With all the madness surrounding the holidays and Bear's birthday and EI transition and IEP, a lot of things fell behind, not the least of which was managing photos. I was sorting through some of the backlog today and it hit me these were taken a year to the day of his SPD diagnosis. It was less than a month before he turned 3.
To the average viewer this may look like any other boy playing outside on any other day.
But what I see is so overwhelming it brought me to tears. Because while this was just another random weekday in our hectic lives... looking back to the way things used to be, I can honestly say it's the kind of day it felt like we'd never get to have.
... a little boy who can tolerate a breeze on his skin, who asks for sunglasses instead of cowering and crying from the light, and who can now stand to wear those sunglasses. (And who reaaallly appreciates the trampoline his Mawgie got him when Mommy and Daddy couldn't afford it!)
... a little boy willing to tolerate an unfamiliar textured ball, organized enough to create a game to play with it on the trampoline (it's called Kick Bounce!) and calm enough to pause for a photograph.
... a little boy who's social, emotional and communication delays made us sit on the fence for a year while his doctors debated if he was autistic pretending that his lawnmower is a race car, zooming joyfully around the yard while telling me about the imaginary race.
Reporting this emerging pretend play to his pediatric neurologist at his semi-annual appointment just a few days later meant the world to me, and the enormous smile on the doctor's face told me everything I needed to know.
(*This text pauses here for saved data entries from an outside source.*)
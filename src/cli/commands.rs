use std::path::PathBuf;
use std::sync::Arc;

use anyhow::{anyhow, Context, Result};
use clap::{Parser, Subcommand};

use crate::config::AppConfig;
use crate::demo::DemoApp;
use crate::dispatcher::IncomingRequest;
use crate::security::{Claims, SystemClock, TokenService};

/// Command-line interface for tollgate
///
/// Every command runs against the bundled demo application, configured from `--config`
/// and the `TOLLGATE_*` environment variables.
#[derive(Parser, Debug)]
#[command(name = "tollgate")]
#[command(about = "tollgate request-dispatch core CLI", long_about = None)]
pub struct Cli {
    /// YAML configuration file
    #[arg(short, long, global = true, env = "TOLLGATE_CONFIG")]
    pub config: Option<PathBuf>,

    /// The subcommand to execute
    #[command(subcommand)]
    pub command: Commands,
}

#[derive(Subcommand, Debug)]
pub enum Commands {
    /// Print the route table
    Routes,
    /// Issue or verify tokens
    Token {
        #[command(subcommand)]
        action: TokenCommand,
    },
    /// Dispatch one request and print the response as JSON
    Dispatch {
        /// Request method (case-insensitive)
        method: String,

        /// Request URI, including any query string
        uri: String,

        /// Request header as `Name: value` (repeatable)
        #[arg(short = 'H', long = "header")]
        headers: Vec<String>,

        /// JSON request body
        #[arg(long)]
        body: Option<String>,
    },
}

#[derive(Subcommand, Debug)]
pub enum TokenCommand {
    /// Issue a token for a user
    Issue {
        #[arg(long)]
        user_id: String,

        #[arg(long, default_value = "user")]
        role: String,

        /// Extra claim as `key=value` (repeatable; values are parsed as JSON when possible)
        #[arg(long = "claim")]
        claims: Vec<String>,
    },
    /// Verify a token and print its claims
    Verify {
        token: String,
    },
}

/// Parse a `Name: value` header argument.
pub fn parse_header(raw: &str) -> Result<(String, String)> {
    let (name, value) = raw
        .split_once(':')
        .ok_or_else(|| anyhow!("header must be 'Name: value', got '{raw}'"))?;
    let name = name.trim();
    if name.is_empty() {
        return Err(anyhow!("header name is empty in '{raw}'"));
    }
    Ok((name.to_string(), value.trim().to_string()))
}

fn parse_claim(raw: &str) -> Result<(String, serde_json::Value)> {
    let (key, value) = raw
        .split_once('=')
        .ok_or_else(|| anyhow!("claim must be 'key=value', got '{raw}'"))?;
    let value = serde_json::from_str(value)
        .unwrap_or_else(|_| serde_json::Value::String(value.to_string()));
    Ok((key.trim().to_string(), value))
}

fn token_service(config: &AppConfig) -> Result<TokenService> {
    TokenService::new(config.token_config()?, Arc::new(SystemClock))
        .context("invalid token settings")
}

/// Execute a parsed command, returning what should be printed to stdout.
pub fn execute(cli: &Cli) -> Result<String> {
    let config = AppConfig::resolve(cli.config.as_deref())?;

    match &cli.command {
        Commands::Routes => Ok(DemoApp::route_listing(&config)?.join("\n")),
        Commands::Token { action } => match action {
            TokenCommand::Issue {
                user_id,
                role,
                claims,
            } => {
                let mut payload = Claims::for_user(user_id, role);
                for raw in claims {
                    let (key, value) = parse_claim(raw)?;
                    payload = payload.with(&key, value);
                }
                token_service(&config)?
                    .issue(payload)
                    .context("failed to issue token")
            }
            TokenCommand::Verify { token } => {
                let claims = token_service(&config)?
                    .verify(token.trim())
                    .context("token rejected")?;
                serde_json::to_string_pretty(&claims).context("failed to render claims")
            }
        },
        Commands::Dispatch {
            method,
            uri,
            headers,
            body,
        } => {
            let app = DemoApp::build(&config)?;
            let mut request = IncomingRequest::new(method.as_str(), uri.as_str());
            for raw in headers {
                let (name, value) = parse_header(raw)?;
                request = request.header(&name, value);
            }
            if let Some(body) = body {
                let json = serde_json::from_str(body).context("--body is not valid JSON")?;
                request = request.body(json);
            }
            let response = app.dispatcher.dispatch(request);
            let headers: serde_json::Map<String, serde_json::Value> = response
                .headers
                .iter()
                .map(|(k, v)| (k.to_string(), serde_json::Value::String(v.clone())))
                .collect();
            serde_json::to_string_pretty(&serde_json::json!({
                "status": response.status,
                "headers": headers,
                "body": response.body,
            }))
            .context("failed to render response")
        }
    }
}

/// Parse process arguments, run the command, print its output.
pub fn run_cli() -> Result<()> {
    let cli = Cli::parse();
    let output = execute(&cli)?;
    println!("{output}");
    Ok(())
}
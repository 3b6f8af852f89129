//! # tollgate
//!
//! **tollgate** is a small request-dispatch core for web applications: hierarchical routing,
//! ordered middleware and stateless bearer-token authentication. The host transport parses
//! HTTP; tollgate decides which handler runs, which gatekeepers it passes first, and what
//! the response looks like when anything fails.
//!
//! ## Architecture
//!
//! - **[`router`]** - route registration with nested prefix/middleware groups; first-match,
//!   segment-by-segment path matching with `{name}` / `{name:num}` / `{name:string}` placeholders
//! - **[`registry`]** - explicit `"Controller.method"` → callable map, validated when the route
//!   table is built
//! - **[`dispatcher`]** - the single `dispatch` entry point: match, run the chain, invoke
//! - **[`middleware`]** - CORS policy, bearer authentication, role requirement
//! - **[`security`]** - HS256 token service and the identity resolver
//! - **[`error`]** - client-facing error taxonomy and JSON envelopes
//! - **[`config`]** / **[`logging`]** - YAML configuration with env overrides, `tracing` setup
//!
//! ### Request Flow
//!
//! ```text
//! IncomingRequest ─▶ Dispatcher ─▶ Router::route ──none──▶ 404 route_not_found
//!                                      │
//!                                      ▼
//!                         middleware chain (in order) ──halt──▶ middleware's response
//!                                      │
//!                                      ▼
//!                                  handler ─▶ HandlerResponse (+ middleware headers)
//! ```
//!
//! ## Quick Start
//!
//! ```rust
//! use std::sync::Arc;
//! use tollgate::dispatcher::{Dispatcher, HandlerResponse, IncomingRequest};
//! use tollgate::handler;
//! use tollgate::middleware::{AuthMiddleware, Middleware};
//! use tollgate::registry::ControllerRegistry;
//! use tollgate::router::RouterBuilder;
//! use tollgate::security::{
//!     Claims, IdentityResolver, InMemoryUserRepository, SystemClock, TokenConfig, TokenService,
//!     UserRecord,
//! };
//!
//! let tokens = Arc::new(
//!     TokenService::new(TokenConfig::new("quick-start-secret-quick-start-secret"), Arc::new(SystemClock))
//!         .unwrap(),
//! );
//! let users = Arc::new(InMemoryUserRepository::new().with_user(UserRecord::new("42", "ada", "user")));
//! let resolver = Arc::new(IdentityResolver::new(tokens.clone(), users));
//! let auth: Arc<dyn Middleware> = Arc::new(AuthMiddleware::new(resolver));
//!
//! let mut builder = RouterBuilder::new();
//! builder.group("/api", vec![auth], |api| {
//!     api.get("/me", handler(|req| {
//!         let user = req.identity.as_ref().map(|i| i.user.username.clone());
//!         HandlerResponse::success(serde_json::json!({ "username": user }))
//!     }));
//! });
//! let dispatcher = Dispatcher::new(builder.build(&ControllerRegistry::new()).unwrap());
//!
//! let token = tokens.issue(Claims::for_user("42", "user")).unwrap();
//! let res = dispatcher.dispatch(IncomingRequest::new("GET", "/api/me").bearer(&token));
//! assert_eq!(res.status, 200);
//! assert_eq!(res.body["data"]["username"], "ada");
//!
//! let res = dispatcher.dispatch(IncomingRequest::new("GET", "/api/me"));
//! assert_eq!(res.status, 401);
//! assert_eq!(res.body["data"]["error"], "missing_token");
//! ```

pub mod cli;
pub mod config;
pub mod demo;
pub mod dispatcher;
pub mod error;
pub mod handler;
pub mod ids;
pub mod logging;
pub mod middleware;
pub mod registry;
pub mod router;
pub mod security;

pub use dispatcher::{Dispatcher, HandlerRequest, HandlerResponse, IncomingRequest};
pub use error::HttpError;
pub use handler::{handler, Handler, HandlerRef};
pub use ids::RequestId;
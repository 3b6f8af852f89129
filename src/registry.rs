//! Controller registry: explicit mapping from `"Controller.method"` descriptors to callables.
//!
//! Routes may name their handler by descriptor instead of passing a closure. Descriptors are
//! resolved once, when the route table is built ([`crate::router::RouterBuilder::build`]), so a
//! typo in a route file fails at start-up instead of on the first request.

use std::collections::HashMap;
use std::sync::Arc;

use thiserror::Error;
use tracing::{debug, warn};

use crate::dispatcher::{HandlerRequest, HandlerResponse};
use crate::handler::Handler;

/// Why a descriptor could not be resolved.
#[derive(Debug, Clone, Error, PartialEq, Eq)]
pub enum ResolutionError {
    /// The descriptor is not of the form `Controller.method`
    #[error("Malformed handler descriptor '{0}': expected 'Controller.method'")]
    MalformedDescriptor(String),
    /// No controller is registered under this name
    #[error("Controller not found: {0}")]
    UnknownController(String),
    /// The controller exists but has no such method
    #[error("Method not found: {controller}.{method}")]
    UnknownMethod {
        /// Controller name from the descriptor
        controller: String,
        /// Method name from the descriptor
        method: String,
    },
}

/// A named group of handler methods.
pub struct Controller {
    name: String,
    methods: HashMap<String, Arc<dyn Handler>>,
}

impl Controller {
    #[must_use]
    pub fn new(name: impl Into<String>) -> Self {
        Self {
            name: name.into(),
            methods: HashMap::new(),
        }
    }

    /// Register a method.
    #[must_use]
    pub fn method<F>(mut self, name: &str, f: F) -> Self
    where
        F: Fn(&HandlerRequest) -> HandlerResponse + Send + Sync + 'static,
    {
        self.methods.insert(name.to_string(), Arc::new(f));
        self
    }

    #[must_use]
    pub fn name(&self) -> &str {
        &self.name
    }

    /// Method names, sorted.
    #[must_use]
    pub fn method_names(&self) -> Vec<&str> {
        let mut names: Vec<&str> = self.methods.keys().map(String::as_str).collect();
        names.sort_unstable();
        names
    }
}

/// Registry of controllers keyed by name.
#[derive(Default)]
pub struct ControllerRegistry {
    controllers: HashMap<String, Controller>,
}

impl ControllerRegistry {
    #[must_use]
    pub fn new() -> Self {
        Self::default()
    }

    /// Add a controller. A controller with the same name is replaced.
    pub fn register(&mut self, controller: Controller) -> &mut Self {
        let name = controller.name.clone();
        if self.controllers.insert(name.clone(), controller).is_some() {
            warn!(controller = %name, "Replaced existing controller");
        } else {
            debug!(
                controller = %name,
                total_controllers = self.controllers.len(),
                "Controller registered"
            );
        }
        self
    }

    #[must_use]
    pub fn len(&self) -> usize {
        self.controllers.len()
    }

    #[must_use]
    pub fn is_empty(&self) -> bool {
        self.controllers.is_empty()
    }

    /// Resolve `"Controller.method"`.
    ///
    /// The controller name is looked up as written first, then with a `Controller` suffix, so
    /// `"Home.index"` finds a controller registered as `HomeController`.
    pub fn resolve(&self, descriptor: &str) -> Result<Arc<dyn Handler>, ResolutionError> {
        let (controller, method) = descriptor
            .split_once('.')
            .filter(|(c, m)| !c.is_empty() && !m.is_empty() && !m.contains('.'))
            .ok_or_else(|| ResolutionError::MalformedDescriptor(descriptor.to_string()))?;

        let found = self
            .controllers
            .get(controller)
            .or_else(|| self.controllers.get(&format!("{controller}Controller")))
            .ok_or_else(|| ResolutionError::UnknownController(controller.to_string()))?;

        found
            .methods
            .get(method)
            .map(Arc::clone)
            .ok_or_else(|| ResolutionError::UnknownMethod {
                controller: controller.to_string(),
                method: method.to_string(),
            })
    }
}
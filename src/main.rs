use tollgate::logging::{init_logging, LogConfig};

fn main() -> anyhow::Result<()> {
    init_logging(&LogConfig::from_env())?;
    tollgate::cli::run_cli()
}
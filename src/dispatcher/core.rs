use std::panic::{catch_unwind, AssertUnwindSafe};
use std::sync::Arc;
use std::time::Instant;

use http::Method;
use tracing::{error, info, info_span, warn};

use super::request::{HandlerRequest, HandlerResponse, IncomingRequest};
use crate::error::HttpError;
use crate::ids::{RequestId, REQUEST_ID_HEADER};
use crate::middleware::{panic_message, run_chain, Flow};
use crate::router::{normalize_path, parse_query, split_uri, HandlerTarget, ParamVec, Router};

/// Single entry point between the host transport and the route table.
///
/// `Dispatcher` holds no per-request state; share one instance across request threads.
#[derive(Clone)]
pub struct Dispatcher {
    router: Arc<Router>,
}

impl Dispatcher {
    #[must_use]
    pub fn new(router: Router) -> Self {
        Self {
            router: Arc::new(router),
        }
    }

    #[must_use]
    pub fn from_shared(router: Arc<Router>) -> Self {
        Self { router }
    }

    #[must_use]
    pub fn router(&self) -> &Router {
        &self.router
    }

    /// Route, run the middleware chain, invoke the handler.
    ///
    /// Never panics and never returns an unstructured error: every failure is rendered as a
    /// JSON error envelope. The response always carries `x-request-id`.
    pub fn dispatch(&self, incoming: IncomingRequest) -> HandlerResponse {
        let start = Instant::now();
        let request_id = RequestId::from_header_or_new(
            incoming
                .headers
                .iter()
                .find(|(k, _)| k.eq_ignore_ascii_case(REQUEST_ID_HEADER))
                .map(|(_, v)| v.as_str()),
        );
        let (raw_path, query) = split_uri(&incoming.uri);
        let path = normalize_path(raw_path);
        let query_params = parse_query(query);
        let method_upper = incoming.method.trim().to_ascii_uppercase();

        let span = info_span!(
            "dispatch",
            request_id = %request_id,
            method = %method_upper,
            path = %path
        );
        let _entered = span.enter();

        let mut res = match Method::from_bytes(method_upper.as_bytes()) {
            Ok(method) => self.dispatch_matched(request_id, method, path, query_params, incoming),
            Err(_) => {
                warn!(method = %method_upper, "Unparsable request method");
                HttpError::RouteNotFound {
                    method: method_upper.clone(),
                    path,
                }
                .to_response()
            }
        };

        res.set_header(REQUEST_ID_HEADER, request_id.to_string());
        info!(
            status = res.status,
            latency_us = start.elapsed().as_micros(),
            "Request completed"
        );
        res
    }

    fn dispatch_matched(
        &self,
        request_id: RequestId,
        method: Method,
        path: String,
        query_params: ParamVec,
        incoming: IncomingRequest,
    ) -> HandlerResponse {
        let Some(route_match) = self.router.route(&method, &path) else {
            return HttpError::RouteNotFound {
                method: method.to_string(),
                path,
            }
            .to_response();
        };
        let route = route_match.route;

        let mut req = HandlerRequest {
            request_id,
            method,
            path,
            handler_name: route.handler_name().to_string(),
            path_params: route_match.path_params,
            query_params,
            headers: incoming.headers,
            body: incoming.body,
            identity: None,
            jwt_claims: None,
        };
        let mut res = HandlerResponse::default();

        if run_chain(&route.middleware, &mut req, &mut res) == Flow::Halt {
            return res;
        }

        match &route.target {
            HandlerTarget::Unresolved { label, error } => {
                error!(
                    handler_name = %label,
                    error = %error,
                    "Handler resolution failed"
                );
                HttpError::HandlerResolution(error.clone()).write_to(&mut res);
                res
            }
            HandlerTarget::Resolved { label, handler } => {
                let execution_start = Instant::now();
                match catch_unwind(AssertUnwindSafe(|| handler.call(&req))) {
                    Ok(mut out) => {
                        info!(
                            handler_name = %label,
                            status = out.status,
                            execution_time_us = execution_start.elapsed().as_micros(),
                            "Handler execution complete"
                        );
                        out.inherit_headers(&res.headers);
                        out
                    }
                    Err(panic) => {
                        error!(
                            handler_name = %label,
                            panic_message = %panic_message(panic.as_ref()),
                            "Handler panicked"
                        );
                        HttpError::HandlerFailure {
                            handler: label.clone(),
                        }
                        .write_to(&mut res);
                        res
                    }
                }
            }
        }
    }
}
My friends and family constantly make fun of me for always having a camera in hand. Nobody wants to hear the truth - that it's so easy to get lost in how hard it is every day with Bear that I overlook the good stuff. I started taking lots of pictures to help me remember that we really did have good times, and what, exactly, they were.
When you're exhausted and the house is a mess and you're rushing from speech to OT to preschool, it's really hard to notice - let alone appreciate - incremental progress. And it's sooo easy to get discouraged. I'm happy that my camera addiction gives me wonderful surprises like this, because it shows me beyond a doubt all the hard work is worth it.